Der erstmalige Einzug in die Gruppenphase der Champions League setzt bei den Young Boys Glücksgefühle frei. Trainer Gerardo Seoane ist stolz auf seine charakterstarke Mannschaft.
Freude pur: Doppeltorschütze Guillaume Hoarau und die Young Boys feiern den Champions-League-Einzug (Bild: KEYSTONE/EPA KEYSTONE/THOMAS HODEL)

Freude pur: Doppeltorschütze Guillaume Hoarau und die Young Boys feiern den Champions-League-Einzug (Bild: KEYSTONE/EPA KEYSTONE/THOMAS HODEL)

(sda)

Die einen trauten ihren Sinnen noch nicht, andere feierten tanzend und mit aufgedrehten Lautsprechern: Mit dem 2:1 im Playoff-Rückspiel bei Dinamo Zagreb setzten die Young Boys ihren Siegeszug fort. Dank der Wende in der zweiten Halbzeit stehen die Berner erstmals in der Gruppenphase der Champions League.

Kurz nach dem Schlusspfiff im Maksimir-Stadion von Dinamo Zagreb glaubte YB-Goalie David von Ballmoos noch an einen Traum: «Die Mitspieler sagen, es sei wahr, aber ich glaube es wohl erst, wenn ich es am Morgen in den Zeitungen lese.» Die sieben Minuten Nachspielzeit seien ihm wie eine Ewigkeit vorgekommen, aber Angst habe er keine gehabt.

Während der Team-DJ Kevin Mbabu in der Garderobe die Champions-League-Hymne auflegte, umschrieb Christian Fassnacht draussen die momentane Gefühlslage: «In der Mannschaft herrscht Freude pur.» Übertreiben wolle man es mit dem Feiern nicht, schliesslich stünde am Samstag das nächste Spiel in Sitten an, so Fassnacht weiter.

Als Mbabu wenig später vor dem Teambus zu einem Tänzchen ansetzte, blieb Gerardo Seoane auch im grossen Erfolg sachlich.
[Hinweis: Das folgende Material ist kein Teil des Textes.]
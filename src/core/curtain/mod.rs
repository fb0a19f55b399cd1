//=========================================================================
// Curtain System
//=========================================================================
//
// Full-screen cover/reveal animations that bridge content swaps.
//
// Architecture:
//   CurtainLibrary
//     ├─ registry: AssetRegistry<Box<dyn Curtain>>
//     └─ default: CurtainFactory                 (CutCurtain if unset)
//
//   CurtainController::begin() → Curtain::run(CurtainSignals)
//   Stage::pump() → Curtain::update()  (once per pump while in flight)
//     → close fired → swap → open fired → settle
//
//=========================================================================

//=== Module Declarations =================================================

mod controller;
mod signal;

//=== Public API ==========================================================

pub use controller::CurtainPhase;
pub use signal::{CloseSignal, CurtainCue, CurtainSignal, CurtainSignals, OpenSignal, TransitionId};

pub(crate) use controller::{CurtainController, Transition};
pub(crate) use signal::SignalCollector;

//=== Internal Dependencies ===============================================

use crate::core::assets::{AssetRegistry, AssetResolver};
use crate::core::error::ResolveError;

//=== Curtain Trait =======================================================

/// A transient full-screen cover animation.
///
/// One instance is created per transition and dropped when the transition
/// settles. The stage owns it for the whole transition and advances it
/// with [`Curtain::update`] on every [`Stage::pump`](crate::Stage::pump).
/// Between `run` and the updates it must eventually fire `signals.close`
/// and later `signals.open`; there is no timeout.
///
/// ```rust
/// use aetheric_stage::prelude::*;
///
/// /// Covers over `frames` pumps, then reveals over as many again.
/// struct Fade {
///     frames: u32,
///     elapsed: u32,
///     close: Option<CloseSignal>,
///     open: Option<OpenSignal>,
/// }
///
/// impl Curtain for Fade {
///     fn run(&mut self, signals: CurtainSignals) {
///         self.close = Some(signals.close);
///         self.open = Some(signals.open);
///     }
///
///     fn update(&mut self) {
///         self.elapsed += 1;
///         if self.elapsed >= self.frames {
///             if let Some(close) = self.close.take() {
///                 close.fire();
///             }
///         }
///         if self.elapsed >= self.frames * 2 {
///             if let Some(open) = self.open.take() {
///                 open.fire();
///             }
///         }
///     }
/// }
///
/// struct Screen;
/// impl Visual for Screen {}
///
/// struct Headless;
/// impl StageSurface<Screen> for Headless {
///     fn set_lock_visible(&mut self, _visible: bool) {}
///     fn set_curtain_layer_active(&mut self, _active: bool) {}
///     fn clear_content(&mut self) {}
///     fn attach_content(&mut self, _handle: &ContentHandle<Screen>) {}
/// }
///
/// let mut stage = StageBuilder::new("title", Screen)
///     .with_default_curtain(|| {
///         Box::new(Fade { frames: 3, elapsed: 0, close: None, open: None })
///     })
///     .build(Headless);
///
/// stage.add(AddContent::new("options", ContentSource::instance(Screen)));
/// let mut pumps = 1;
/// while stage.pump() == StageStatus::Busy {
///     pumps += 1;
/// }
/// assert_eq!(pumps, 6);
/// assert_eq!(stage.history().names(), vec!["title", "options"]);
/// ```
pub trait Curtain {
    /// Starts the animation with its two completion signals.
    fn run(&mut self, signals: CurtainSignals);

    /// Advances the animation by one stage pump.
    ///
    /// Default implementation does nothing.
    fn update(&mut self) {}

    /// Called once when the transition settles, before the curtain is
    /// dropped.
    ///
    /// Default implementation does nothing.
    fn dispose(&mut self) {}
}

/// Factory producing a fresh curtain for each transition.
pub type CurtainFactory = Box<dyn Fn() -> Box<dyn Curtain>>;

//=== CutCurtain ==========================================================

/// Instant curtain: covers and reveals immediately.
///
/// Used as the default when no default curtain is configured.
#[derive(Debug, Default, Clone, Copy)]
pub struct CutCurtain;

impl Curtain for CutCurtain {
    fn run(&mut self, signals: CurtainSignals) {
        signals.close.fire();
        signals.open.fire();
    }
}

//=== CurtainLibrary ======================================================

/// Named curtains plus the default used when a transition names none.
pub(crate) struct CurtainLibrary {
    registry: AssetRegistry<Box<dyn Curtain>>,
    default: CurtainFactory,
}

impl CurtainLibrary {
    pub(crate) fn new(registry: AssetRegistry<Box<dyn Curtain>>, default: Option<CurtainFactory>) -> Self {
        let default = default.unwrap_or_else(|| -> CurtainFactory {
            Box::new(|| Box::new(CutCurtain) as Box<dyn Curtain>)
        });
        Self { registry, default }
    }

    /// Resolves curtain `id` from the registry.
    pub(crate) fn resolve(&self, id: &str) -> Result<Box<dyn Curtain>, ResolveError> {
        self.registry.resolve(id)
    }

    /// A fresh default curtain.
    pub(crate) fn default_curtain(&self) -> Box<dyn Curtain> {
        (self.default)()
    }
}

//=== Tests ===============================================================
//=========================================================================
// Aetheric Stage: Library Root
//
// This crate manages a single content area whose content changes only
// behind a full-screen curtain.
//
// Responsibilities:
// - Expose the stage facade (`Stage`, `StageBuilder`)
// - Keep the transition machinery (queue, controller, context) internal
// - Leave rendering to the host through `StageSurface` and `Curtain`
//
// Typical usage:
// ```ignore
// use aetheric_stage::prelude::*;
//
// let mut stage = StageBuilder::new("title", TitleScreen::new())
//     .with_content_resolver(screens)
//     .build(surface);
//
// stage.add(AddContent::new("options", "options"));
// loop {
//     stage.pump();
// }
// ```
//
//=========================================================================

//--- Public Modules ------------------------------------------------------
//
// `core` holds the building blocks (history, operations, curtains,
// assets). It is public so hosts can implement their own visuals,
// curtains and resolvers.
//
pub mod core;
pub mod prelude;

//--- Internal Modules ----------------------------------------------------
//
// `stage` defines the facade and its builder.
//
mod stage;

//--- Public Exports ------------------------------------------------------

pub use stage::{Stage, StageBuilder, StageStatus};
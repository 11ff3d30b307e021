//! Fixed locking/unlocking-script placeholder.
//!
//! This is deliberately not a scripting VM: every output is either a
//! genesis allocation addressed directly by a human-readable address
//! string, or a pay-to-public-key output unlocked by a single
//! signature under the configured algorithm. There is no opcode
//! interpreter, no control flow, and no multisig.

use serde::{Deserialize, Serialize};
use shared::{Hash256, PublicKey, Signature, SignatureAlgorithm};

/// Condition an output imposes on whoever wants to spend it.
#[derive(Debug, Clone, PartialEq, Eq, Serialize, Deserialize)]
pub enum LockingScript {
    /// A genesis-only allocation addressed directly by its address
    /// string; never validated by signature, only ever produced by
    /// `GenesisConfig::initial_allocations`.
    Address(String),
    /// Pay-to-public-key: spendable only by a valid signature from the
    /// holder of `pubkey` under `algorithm`.
    Pubkey {
        algorithm: SignatureAlgorithm,
        pubkey: Vec<u8>,
    },
}

impl LockingScript {
    /// Derives the human-readable address this script pays to.
    #[must_use]
    pub fn address(&self) -> String {
        match self {
            Self::Address(addr) => addr.clone(),
            Self::Pubkey { pubkey, .. } => derive_address(pubkey),
        }
    }
}

/// Proof that the referenced UTXO may be spent.
#[derive(Debug, Clone, PartialEq, Eq, Serialize, Deserialize)]
pub enum UnlockingScript {
    /// No proof required (genesis allocations and coinbase inputs).
    None,
    /// Raw signature bytes over the transaction's signing hash.
    Signature(Vec<u8>),
}

/// Derives a `lora1`-prefixed address from a raw public key, the
/// first 20 bytes of its SHA-256 digest hex-encoded.
#[must_use]
pub fn derive_address(pubkey: &[u8]) -> String {
    let digest = Hash256::sha256(pubkey);
    format!("lora1{}", hex::encode(&digest.as_bytes()[..20]))
}

/// Verifies that `unlocking` satisfies `locking` over `signing_hash`.
#[must_use]
pub fn verify_unlock(locking: &LockingScript, unlocking: &UnlockingScript, signing_hash: &Hash256) -> bool {
    match (locking, unlocking) {
        (LockingScript::Address(_), _) => false,
        (LockingScript::Pubkey { algorithm, pubkey }, UnlockingScript::Signature(sig_bytes)) => {
            let Ok(public_key) = PublicKey::from_bytes(pubkey.clone(), *algorithm) else {
                return false;
            };
            let signature = Signature::from_parts(sig_bytes.clone(), public_key, *algorithm);
            signature.verify(signing_hash.as_bytes()).unwrap_or(false)
        }
        (LockingScript::Pubkey { .. }, UnlockingScript::None) => false,
    }
}

#[cfg(test)]
mod tests {
    use super::*;
    use shared::KeyPair;

    #[test]
    fn address_script_never_unlocks_by_signature() {
        let locking = LockingScript::Address("lora1test".into());
        let unlocking = UnlockingScript::Signature(vec![1, 2, 3]);
        assert!(!verify_unlock(&locking, &unlocking, &Hash256::zero()));
    }

    #[test]
    fn pubkey_script_unlocks_with_matching_signature() {
        let keypair = KeyPair::generate(SignatureAlgorithm::Ed25519).unwrap();
        let hash = Hash256::sha256(b"signing hash");
        let sig = keypair.sign(hash.as_bytes()).unwrap();

        let locking = LockingScript::Pubkey {
            algorithm: SignatureAlgorithm::Ed25519,
            pubkey: keypair.public_key.as_bytes().to_vec(),
        };
        let unlocking = UnlockingScript::Signature(sig.as_bytes().to_vec());

        assert!(verify_unlock(&locking, &unlocking, &hash));
    }

    #[test]
    fn pubkey_script_rejects_wrong_hash() {
        let keypair = KeyPair::generate(SignatureAlgorithm::Secp256k1).unwrap();
        let hash = Hash256::sha256(b"real hash");
        let sig = keypair.sign(hash.as_bytes()).unwrap();

        let locking = LockingScript::Pubkey {
            algorithm: SignatureAlgorithm::Secp256k1,
            pubkey: keypair.public_key.as_bytes().to_vec(),
        };
        let unlocking = UnlockingScript::Signature(sig.as_bytes().to_vec());

        assert!(!verify_unlock(&locking, &unlocking, &Hash256::sha256(b"other hash")));
    }
}
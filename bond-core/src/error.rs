use shared::BlockchainError;
use thiserror::Error;

/// Crate-local errors for `bond-core`, converting from the shared
/// cross-cutting taxonomy where the crate doesn't need a dedicated
/// variant.
#[derive(Error, Debug)]
pub enum BondError {
    #[error("script error: {0}")]
    Script(String),

    #[error(transparent)]
    Blockchain(#[from] BlockchainError),
}

pub type BondResult<T> = std::result::Result<T, BondError>;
Überglücklich sei er, sagte der Trainer, der im Sommer das Erbe des Meistertrainers Adi Hütter angetreten hat, ohne den Anflug eines Gefühlsausbruchs. Seinen Schützlingen sprach er ein dickes Lob aus: «Grosses Kompliment an die Mannschaft, sie hat eine super zweite Halbzeit gezeigt. Das macht mich stolz.»

Den Schlüssel für den Erfolg YBs sehen die Protagonisten vor allem im starken Spirit. «Ausschlaggebend für den Erfolg ist die Mentalität. Wir verfügen mit Steve von Bergen und Guillaume Hoarau über grosse Leader im Team und dazu über viele hungrige Junge», befand Seoane. Von Ballmoos sagte: «Die Grundeinstellung war auch diesmal ein wesentlicher Faktor. Ich spürte in der Halbzeit, dass die Mannschaft voll an sich glaubt. Die Jungs waren sehr abgeklärt und ruhig, trotz der Spannung. Genau das ist eine unserer grossen Stärken.»

Am Donnerstag um 18.00 Uhr wird sich herausstellen, mit welchen hochkarätigen Gegnern die Young Boys in der Gruppenphase belohnt werden. «Dann werde ich wohl erst richtig realisieren, was wir geschafft haben», kommentierte Fassnacht.